L’indagine del NOE, coordinata dalla Procura Distrettuale Antimafia di Lecce e dalla Procura di Taranto, è iniziata nel 2019 dopo il ritrovamento di scarti di lavorazione della pelle abbandonati nelle campagne
Gli arresti sono scattati all’alba di stamattina e in cinque sono finiti ai domiciliari.
Cruciali le testimonianze dei legali rappresentanti delle aziende coinvolte che hanno permesso di identificare quello che è diventato il principale indagato di questa operazione partita a luglio del 2019.
Oltre trent’anni di smaltimenti illeciti
Secondo gli inquirenti, colui che è ritenuto il responsabile e l’artefice di questa rete criminale dedita al traffico di rifiuti da almeno 30 anni, avrebbe avuto un ruolo fondamentale nella sua promozione e organizzazione, prendendo decisioni cruciali per i suoi complici.
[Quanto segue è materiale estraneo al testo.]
//! Cardiovascular Risk Core
//!
//! Validated risk records, a rule-based explanation engine, and inference
//! against a pre-trained stacking classifier.
//!
//! ## Architecture
//!
//! 1. **Record** (`record`): the eleven risk factors, validated field by field.
//! 2. **Engine** (`engine/`): ordered threshold rules producing explanations.
//! 3. **Inference** (`inference/`): fitted scaler plus exported classifier.
//! 4. **Artifacts** (`artifacts/`): local directory and model hub stores.
//! 5. **Assessment** (`assessment`): verdict and explanations for one record.
//!
//! ## Example
//!
//! ```rust,no_run
//! use cardio_risk_core::{
//!     artifacts::store_from_config, config::AppConfig, Assessor, RiskModel, RiskRecordInput,
//! };
//!
//! # async fn run() -> Result<(), Box<dyn std::error::Error>> {
//! let config = AppConfig::load(None)?;
//! let store = store_from_config(&config.artifacts)?;
//! let model = RiskModel::load(&store, &config.artifacts).await?;
//! let assessor = Assessor::new(model);
//!
//! let input: RiskRecordInput = serde_json::from_str(r#"{
//!     "gender": 1, "age_years": 55, "bmi": 31.5, "pulse_pressure": 50,
//!     "mean_arterial_pressure": 103.3, "systolic_diastolic_ratio": 1.6,
//!     "cholesterol": 2, "glucose": 1, "smoker": 0, "alcohol": 0,
//!     "physically_active": 1
//! }"#)?;
//! let assessment = assessor.assess_input(&input)?;
//! println!("Prediksi: {}", assessment.label);
//! # Ok(())
//! # }
//! ```

pub mod artifacts;
pub mod assessment;
pub mod config;
pub mod engine;
pub mod error;
pub mod inference;
pub mod record;

pub use assessment::{Assessment, Assessor};
pub use engine::rules::{Explanation, ExplanationCode};
pub use engine::ExplanationEngine;
pub use error::{ArtifactError, FieldViolation, InferenceError, RecordError, Result, RiskError, ViolationCode};
pub use inference::{Prediction, RiskLabel, RiskModel};
pub use record::{Field, Gender, Level, RiskRecord, RiskRecordInput, FEATURE_COUNT, FEATURE_NAMES};

/// Crate version
pub const VERSION: &str = env!("CARGO_PKG_VERSION");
Attraverso la sua ditta individuale, ‘Marpelle SNC‘, si presentava alle altre società come il titolare di un’azienda specializzata nel recupero dei rifiuti speciali, offrendo un costo di smaltimento di soli 0,15 euro al chilo. Dopo aver ritirato i rifiuti accumulati nei piazzali delle aziende, si faceva pagare in contanti o tramite bonifico, emettendo fatture con false causali come pulizia del verde o dei piazzali. Questo permetteva alle aziende di dichiarare costi di smaltimento significativamente inferiori rispetto a quelli legali (0,40 euro al chilo).
Morto lui, un altro individuo, considerato reclutatore di manodopera, avrebbe assunto un ruolo di rilievo nell’organizzazione. Nonostante non avesse precedenti penali, gli inquirenti ritengono che fosse responsabile dell’assunzione e del pagamento dei lavoratori.
Le intercettazioni telefoniche e i fotogrammi che inchiodano gli indagati
I risultati degli accertamenti investigativi di natura tecnica sono stati fondamentali per svelare la complessità dell’associazione criminale e il coinvolgimento dei suoi membri. All’inizio delle investigazioni, i servizi di osservazione, controllo e pedinamento hanno fornito informazioni cruciali consolidate poi dalle intercettazioni telefoniche e ambientali che hanno consentito di individuare i partecipanti coinvolti nell’associazione a delinquere.
Durante le indagini, sono stati raccolti numerosi fotogrammi e video che documentano le attività svolte e gli scambi di denaro tra i vari soggetti. Queste immagini testimoniano chiaramente i trasporti effettuati e lo smaltimento dei rifiuti sui terreni dell’agro tarantino o il loro accumulo all’interno di capannoni controllati dal sodalizio criminale. Secondo gli inquirenti, “tali prove visive forniscono un supporto incontrovertibile per l’inchiesta in corso”.
550.000 euro finiti nelle tasche dei criminali
Le indagini hanno rivelato che sono state circa 3.000 le tonnellate di rifiuti illecitamente smaltite attraverso pratiche di bruciatura, interramento e occultamento in aree agricole e capannoni industriali.
Gli indagati avrebbero tratto un profitto illecito stimato complessivamente intorno ai 550.000 euro. È importante sottolineare che, se i rifiuti fossero stati smaltiti legalmente, il costo complessivo stimato sarebbe stato di circa 1.150.000 euro, con una differenza di oltre 700.000 euro.
Arresti e sequestri
Nel corso dell’operazione, sono state eseguite cinque ordinanze di custodia cautelare in regime di arresti domiciliari. Inoltre, sono stati sequestrati cinque capannoni industriali, un’area agricola utilizzata per lo smaltimento illecito dei rifiuti e sei mezzi impiegati per il trasporto degli stessi. La Direzione Distrettuale Antimafia ha disposto anche il sequestro preventivo delle somme di denaro derivanti dal presunto profitto illecito, pari a circa 100.000 euro, sui conti correnti delle aziende coinvolte.